The 1% Question: Fair Fee or Outdated Model?

For decades, the 1% financial advisor fee has been a benchmark in the wealth management industry. The model is simple: advisors charge 1% of your assets under management (AUM), scaling their compensation with the size of your portfolio.

But simplicity doesn’t always equal fairness.

On a $2 million portfolio, that’s a $20,000 annual fee. And in today’s environment, where clients are demanding more holistic planning and greater transparency, many are asking, “What am I really getting for that 1%?”

Why the 1% Fee Is Facing Scrutiny

More investors—especially Gen X professionals—are reconsidering the value of their advisory relationship.

Online forums like Reddit are filled with users questioning whether they’re getting their money’s worth.
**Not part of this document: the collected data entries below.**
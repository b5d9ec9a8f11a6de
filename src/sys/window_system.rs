//! The boundary between the reactor and whatever window manager hosts it.
//!
//! The reactor never owns windows or workspaces. It only refers to them by the
//! identities the host hands out and asks the host to act on them.

use std::fmt;
use std::rc::Rc;

use serde::{Deserialize, Serialize};
use tracing::trace;

use crate::model::Rect;

#[derive(Serialize, Deserialize, Debug, Clone, Copy, PartialEq, Eq, PartialOrd, Ord, Hash)]
pub struct WindowId(u32);

impl WindowId {
    pub const fn new(id: u32) -> Self { Self(id) }

    pub fn get(self) -> u32 { self.0 }
}

impl fmt::Display for WindowId {
    fn fmt(&self, f: &mut fmt::Formatter<'_>) -> fmt::Result { write!(f, "{:#x}", self.0) }
}

#[derive(Serialize, Deserialize, Debug, Clone, Copy, PartialEq, Eq, PartialOrd, Ord, Hash)]
pub struct WorkspaceId(u32);

impl WorkspaceId {
    pub const fn new(index: u32) -> Self { Self(index) }

    pub fn get(self) -> u32 { self.0 }
}

impl fmt::Display for WorkspaceId {
    fn fmt(&self, f: &mut fmt::Formatter<'_>) -> fmt::Result { write!(f, "{}", self.0) }
}

/// Handle for a live host connection, as returned by [`WindowSystem::connect`].
#[derive(Debug, Clone, Copy, PartialEq, Eq, Hash)]
pub struct ConnectionId(u64);

impl ConnectionId {
    pub const fn new(id: u64) -> Self { Self(id) }

    pub fn get(self) -> u64 { self.0 }
}

/// Notifications the reactor can subscribe to.
#[derive(Debug, Clone, Copy, PartialEq, Eq, Hash)]
pub enum Signal {
    WindowAdded,
    WindowRemoved,
    Title,
    Size,
    Position,
}

/// What a [`Signal`] is connected to.
#[derive(Debug, Clone, Copy, PartialEq, Eq, Hash)]
pub enum Source {
    Window(WindowId),
    Workspace(WorkspaceId),
}

impl fmt::Display for Source {
    fn fmt(&self, f: &mut fmt::Formatter<'_>) -> fmt::Result {
        match self {
            Source::Window(id) => write!(f, "window {id}"),
            Source::Workspace(id) => write!(f, "workspace {id}"),
        }
    }
}

#[derive(thiserror::Error, Debug, Clone, PartialEq, Eq)]
pub enum HostError {
    #[error("{origin} rejected a {signal:?} subscription")]
    Rejected { origin: Source, signal: Signal },
    #[error("window {0} is not known to the window manager")]
    UnknownWindow(WindowId),
    #[error("window manager request failed: {0}")]
    Backend(String),
}

/// Operations the host window manager provides.
///
/// Methods take `&self` so a single host can be shared between the reactor
/// and the subscription handles it gives out.
pub trait WindowSystem {
    fn active_workspace(&self) -> Option<WorkspaceId>;

    /// Normal windows currently on `workspace`, in stacking order.
    fn windows_on(&self, workspace: WorkspaceId) -> Vec<WindowId>;

    fn title(&self, window: WindowId) -> Option<String>;

    fn frame_rect(&self, window: WindowId) -> Option<Rect>;

    fn is_above(&self, window: WindowId) -> bool;

    fn is_sticky(&self, window: WindowId) -> bool;

    fn set_above(&self, window: WindowId, above: bool) -> Result<(), HostError>;

    fn set_sticky(&self, window: WindowId, sticky: bool) -> Result<(), HostError>;

    /// Moves the outer frame so its top-left corner lands on `(x, y)`.
    fn move_frame(&self, window: WindowId, user_op: bool, x: i32, y: i32)
    -> Result<(), HostError>;

    /// `None` for windows shown on every workspace.
    fn window_workspace(&self, window: WindowId) -> Option<WorkspaceId>;

    fn activate_workspace(&self, workspace: WorkspaceId, timestamp: u32)
    -> Result<(), HostError>;

    /// Timestamp of the most recent input event, as required by activation.
    fn current_time(&self) -> u32;

    fn connect(&self, source: Source, signal: Signal) -> Result<ConnectionId, HostError>;

    fn disconnect(&self, id: ConnectionId);
}

pub type SharedWindowSystem = Rc<dyn WindowSystem>;

/// A live connection that is released when dropped.
pub struct Subscription {
    host: SharedWindowSystem,
    id: ConnectionId,
    source: Source,
    signal: Signal,
}

impl Subscription {
    pub fn connect(
        host: &SharedWindowSystem,
        source: Source,
        signal: Signal,
    ) -> Result<Self, HostError> {
        let id = host.connect(source, signal)?;
        trace!(%source, ?signal, id = id.get(), "connected");
        Ok(Subscription { host: Rc::clone(host), id, source, signal })
    }
}

impl fmt::Debug for Subscription {
    fn fmt(&self, f: &mut fmt::Formatter<'_>) -> fmt::Result {
        f.debug_struct("Subscription")
            .field("id", &self.id)
            .field("source", &self.source)
            .field("signal", &self.signal)
            .finish()
    }
}

impl Drop for Subscription {
    fn drop(&mut self) {
        trace!(source = %self.source, signal = ?self.signal, id = self.id.get(), "disconnected");
        self.host.disconnect(self.id);
    }
}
Nearly 58% of clients do not fully understand how their advisor is compensated¹.

Meanwhile, top reasons clients fire their advisors include poor communication, lack of comprehensive planning, and not acting in the client’s best interest².

Investor satisfaction significantly drops when there’s a disconnect between fees and delivered value³.

This isn’t just dissatisfaction; it’s a market correction in expectations.

What Should the 1% Fee Include?

If you’re paying a 1% fee, you deserve more than just investment management. Here’s what should be included in a modern, comprehensive financial advisory relationship:

1. Tax Planning

Proactive tax planning strategies like tax-loss harvesting, Roth conversions, charitable giving, and bracket management should be integrated into your plan⁴.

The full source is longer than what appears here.